Issue #1. not sure what the return criteria are.

Issue #2:
16: OSO Solar energy will be the only charger source no matter utility is available or not. This unit consumes idle power and can drain the battery if utility can't charge.

04: SdS - power saver isn't useful 99% of the time.
11: this is NOT what you're pulling from AC, but what you're sending to the 12V, so only ~120W.
13: 12.8 is too low. You will hit this almost immediately, and 12.8V is a very low SoC for LFP.
26: 14.4 generally gives better results. If the battery cells are even slightly imbalanced, 14.6V will trigger OVP.
27: 13.6V is generally preferred.
29: 12V. There is so little capacity left at this level, it's pointless to risk running the cells lower unless you absolutely need that last couple %.
 
Issue #1: I've seen the same response. In fact, in my case, it flipped over to Utility at only around 350 Watts (I powered up an older plasma tv. I don't know if plasma's have a surge or not, but I doubt it's near 1000 watts). I let it sit for about 15 minutes and it never did flip back to Inverter until I removed the AC (flipped my breaker)
 
My thoughts.

Issue #1. not sure what the return criteria are.

Issue #2:
16: OSO Solar energy will be the only charger source no matter utility is available or not. This unit consumes idle power and can drain the battery if utility can't charge.

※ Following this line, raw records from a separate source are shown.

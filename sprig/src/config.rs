//! Configuration for services built with sprig.

use std::net::SocketAddr;

use config::{Config as ConfigLoader, ConfigError, Environment, File};
use serde::Deserialize;

use crate::app::Options;

/// Main configuration structure.
#[derive(Debug, Clone, Deserialize, Default)]
pub struct Config {
    #[serde(default)]
    pub server: ServerConfig,
    #[serde(default)]
    pub logging: LoggingConfig,
    /// Passed untouched to the application at activation.
    #[serde(default)]
    pub app: Options,
}

#[derive(Debug, Clone, Deserialize)]
pub struct ServerConfig {
    #[serde(default = "default_host")]
    pub host: String,
    #[serde(default = "default_port")]
    pub port: u16,
}

impl Default for ServerConfig {
    fn default() -> Self {
        Self {
            host: default_host(),
            port: default_port(),
        }
    }
}

impl ServerConfig {
    pub fn addr(&self) -> Result<SocketAddr, ConfigError> {
        format!("{}:{}", self.host, self.port)
            .parse()
            .map_err(|e| ConfigError::Message(format!("invalid listen address: {}", e)))
    }
}

#[derive(Debug, Clone, Deserialize)]
pub struct LoggingConfig {
    #[serde(default = "default_level")]
    pub level: String,
}

impl Default for LoggingConfig {
    fn default() -> Self {
        Self {
            level: default_level(),
        }
    }
}

// Default values
fn default_host() -> String {
    "0.0.0.0".to_string()
}
fn default_port() -> u16 {
    8080
}
fn default_level() -> String {
    "info".to_string()
}

impl Config {
    /// Load configuration from `sprig.toml` and environment variables.
    pub fn load() -> Result<Self, ConfigError> {
        Self::load_from("sprig", false)
    }

    /// Load configuration from `path` and environment variables.
    ///
    /// Configuration sources (in order of precedence):
    /// 1. Environment variables (SPRIG__SECTION__KEY format)
    /// 2. The config file (if present, or always when `required`)
    /// 3. Built-in defaults
    pub fn load_from(path: &str, required: bool) -> Result<Self, ConfigError> {
        let config = ConfigLoader::builder()
            .set_default("server.host", default_host())?
            .set_default("server.port", default_port() as i64)?
            .set_default("logging.level", default_level())?
            .add_source(File::with_name(path).required(required))
            .add_source(
                Environment::with_prefix("SPRIG")
                    .separator("__")
                    .try_parsing(true),
            )
            .build()?;

        config.try_deserialize()
    }
}
//! sprig: terse declarative routes and handlers for single-file web services.
//!
//! A service activates one application, declares routes, handlers and
//! attributes with the keyword functions, then calls `run()` to get an
//! [`Entry`] it can serve.

pub mod app;
pub mod attr;
pub mod config;
pub mod context;
pub mod entry;
pub mod error;
pub mod holder;
pub mod keywords;
pub mod logging;
pub mod namespace;
pub mod pattern;
pub mod request;
pub mod response;
pub mod route;
pub mod template;

pub use app::{App, Options};
pub use attr::{Attr, Memo};
pub use config::Config;
pub use context::{Context, Stash};
pub use entry::{serve, Entry};
pub use error::{BoxError, Error, Result};
pub use holder::Holder;
pub use keywords::Keywords;
pub use pattern::Pattern;
pub use request::Request;
pub use response::Response;
pub use route::{Destination, Handler, HandlerResult, PathSpec, Reply, RouteEntry};
pub use template::{SimpleTemplates, Templates};

pub use sprig_common::{Method, MethodSet, Params};

/// The keyword set and the types handlers need, for a glob import.
pub mod prelude {
    pub use crate::activate;
    pub use crate::keywords::{
        app, attr, config, debug, error, get, handler, post, put, route, run,
    };
    pub use crate::{Attr, Context, HandlerResult, Method, MethodSet, Options, Pattern, Reply};
}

04: SdS - power saver isn't useful 99% of the time.
11: this is NOT what you're pulling from AC, but what you're sending to the 12V, so only ~120W.
13: 12.8 is too low. You will hit this almost immediately, and 12.8V is a very low SoC for LFP.
26: 14.4 generally gives better results. If the battery cells are even slightly imbalanced, 14.6V will trigger OVP.
27: 13.6V is generally preferred.
29: 12V. There is so little capacity left at this level, it's pointless to risk running the cells lower unless you absolutely need that last couple %.
Thanks for the feedback. I didnt understand that the unit would continue to use the battery for idle power even when in bypass mode.